##### Given records

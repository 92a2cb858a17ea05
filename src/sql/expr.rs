//! Expression AST for join predicates.

use super::token::{Token, TokenStream};

/// Comparison operators usable in an ON clause.
#[derive(Debug, Clone, Copy, PartialEq, Eq)]
pub enum BinaryOperator {
    Eq,
    Ne,
    Lt,
    Gt,
    Lte,
    Gte,
    Like,
    NotLike,
}

impl BinaryOperator {
    fn push_tokens(self, ts: &mut TokenStream) {
        match self {
            BinaryOperator::Eq => ts.push(Token::Eq),
            BinaryOperator::Ne => ts.push(Token::Ne),
            BinaryOperator::Lt => ts.push(Token::Lt),
            BinaryOperator::Gt => ts.push(Token::Gt),
            BinaryOperator::Lte => ts.push(Token::Lte),
            BinaryOperator::Gte => ts.push(Token::Gte),
            BinaryOperator::Like => ts.push(Token::Like),
            BinaryOperator::NotLike => ts.push(Token::Not).space().push(Token::Like),
        };
    }
}

/// A SQL expression.
#[derive(Debug, Clone, PartialEq, Eq)]
pub enum Expr {
    /// Column reference, optionally qualified by a table alias
    Column {
        table: Option<String>,
        column: String,
    },
    /// Caller-supplied SQL, emitted verbatim
    Raw(String),
    BinaryOp {
        left: Box<Expr>,
        op: BinaryOperator,
        right: Box<Expr>,
    },
}

impl Expr {
    pub fn binary(left: Expr, op: BinaryOperator, right: Expr) -> Self {
        Expr::BinaryOp {
            left: Box::new(left),
            op,
            right: Box::new(right),
        }
    }

    pub fn to_tokens(&self) -> TokenStream {
        let mut ts = TokenStream::new();

        match self {
            Expr::Column { table, column } => {
                if let Some(t) = table {
                    ts.push(Token::Ident(t.clone()));
                    ts.push(Token::Dot);
                }
                ts.push(Token::Ident(column.clone()));
            }
            Expr::Raw(sql) => {
                ts.push(Token::Raw(sql.clone()));
            }
            Expr::BinaryOp { left, op, right } => {
                ts.append(&left.to_tokens());
                ts.space();
                op.push_tokens(&mut ts);
                ts.space();
                ts.append(&right.to_tokens());
            }
        }

        ts
    }
}

/// Create a column reference qualified by a table alias.
pub fn table_col(table: &str, column: &str) -> Expr {
    Expr::Column {
        table: Some(table.into()),
        column: column.into(),
    }
}

/// Create a raw SQL expression.
pub fn raw(sql: &str) -> Expr {
    Expr::Raw(sql.into())
}
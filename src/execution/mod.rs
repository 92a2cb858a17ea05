//! SQL execution module.
//!
//! Runs translated SQL against a backend. Translation never depends on this
//! module; execution errors are reported as the backend produced them.

mod sqlite;

pub use sqlite::SqliteExecutor;

use async_trait::async_trait;
use serde::Serialize;

use crate::datasource::DataSourceError;

/// Errors raised while executing SQL.
#[derive(Debug, thiserror::Error)]
pub enum ExecutionError {
    #[error("Backend error: {0}")]
    Backend(#[from] rusqlite::Error),

    #[error(transparent)]
    DataSource(#[from] DataSourceError),
}

/// Result type for execution.
pub type ExecutionResult<T> = Result<T, ExecutionError>;

/// Rows returned by a query.
#[derive(Debug, Clone, Default, PartialEq, Serialize)]
pub struct ResultSet {
    pub columns: Vec<String>,
    pub rows: Vec<Vec<serde_json::Value>>,
}

impl ResultSet {
    pub fn len(&self) -> usize {
        self.rows.len()
    }

    pub fn is_empty(&self) -> bool {
        self.rows.is_empty()
    }

    /// Rows as column-name keyed JSON objects.
    ///
    /// Later duplicate column names overwrite earlier ones.
    pub fn to_objects(&self) -> Vec<serde_json::Map<String, serde_json::Value>> {
        self.rows
            .iter()
            .map(|row| {
                self.columns
                    .iter()
                    .cloned()
                    .zip(row.iter().cloned())
                    .collect()
            })
            .collect()
    }
}

/// Trait for running SQL text against a configured backend.
#[async_trait]
pub trait SqlExecutor: Send + Sync {
    /// Run a query and collect every row.
    async fn query(&self, sql: &str) -> ExecutionResult<ResultSet>;

    /// Number of rows a query returns.
    async fn count(&self, sql: &str) -> ExecutionResult<usize> {
        Ok(self.query(sql).await?.len())
    }
}
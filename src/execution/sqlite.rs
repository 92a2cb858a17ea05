//! SQLite-backed execution.
//!
//! Statements run on tokio's blocking pool; queries sharing a
//! [`DataSource`] are serialized on its connection.

use async_trait::async_trait;
use log::debug;
use rusqlite::types::ValueRef;

use super::{ExecutionError, ExecutionResult, ResultSet, SqlExecutor};
use crate::datasource::DataSource;

/// Executes SQL on a [`DataSource`].
#[derive(Debug, Clone)]
pub struct SqliteExecutor {
    source: DataSource,
}

impl SqliteExecutor {
    pub fn new(source: DataSource) -> Self {
        Self { source }
    }
}

#[async_trait]
impl SqlExecutor for SqliteExecutor {
    async fn query(&self, sql: &str) -> ExecutionResult<ResultSet> {
        let sql = sql.to_string();
        let result = self
            .source
            .run(move |conn| {
                let mut stmt = conn.prepare(&sql)?;
                let columns: Vec<String> =
                    stmt.column_names().into_iter().map(String::from).collect();
                let width = columns.len();

                let mut rows = Vec::new();
                let mut cursor = stmt.query([])?;
                while let Some(row) = cursor.next()? {
                    let mut values = Vec::with_capacity(width);
                    for i in 0..width {
                        values.push(to_json(row.get_ref(i)?));
                    }
                    rows.push(values);
                }
                Ok::<_, ExecutionError>(ResultSet { columns, rows })
            })
            .await?;

        debug!(
            "query on '{}' returned {} row(s)",
            self.source.connector().name,
            result.len()
        );
        Ok(result)
    }
}

fn to_json(value: ValueRef<'_>) -> serde_json::Value {
    match value {
        ValueRef::Null => serde_json::Value::Null,
        ValueRef::Integer(i) => serde_json::Value::from(i),
        ValueRef::Real(f) => serde_json::Value::from(f),
        ValueRef::Text(bytes) => {
            serde_json::Value::from(String::from_utf8_lossy(bytes).into_owned())
        }
        ValueRef::Blob(bytes) => serde_json::Value::from(bytes.to_vec()),
    }
}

##########

- [What the task asks]: Copy out every line of the data that includes the word "collect".

- [Solution below]:
                    .collect()
            .collect()
    /// Run a query and collect every row.
                    stmt.column_names().into_iter().map(String::from).collect();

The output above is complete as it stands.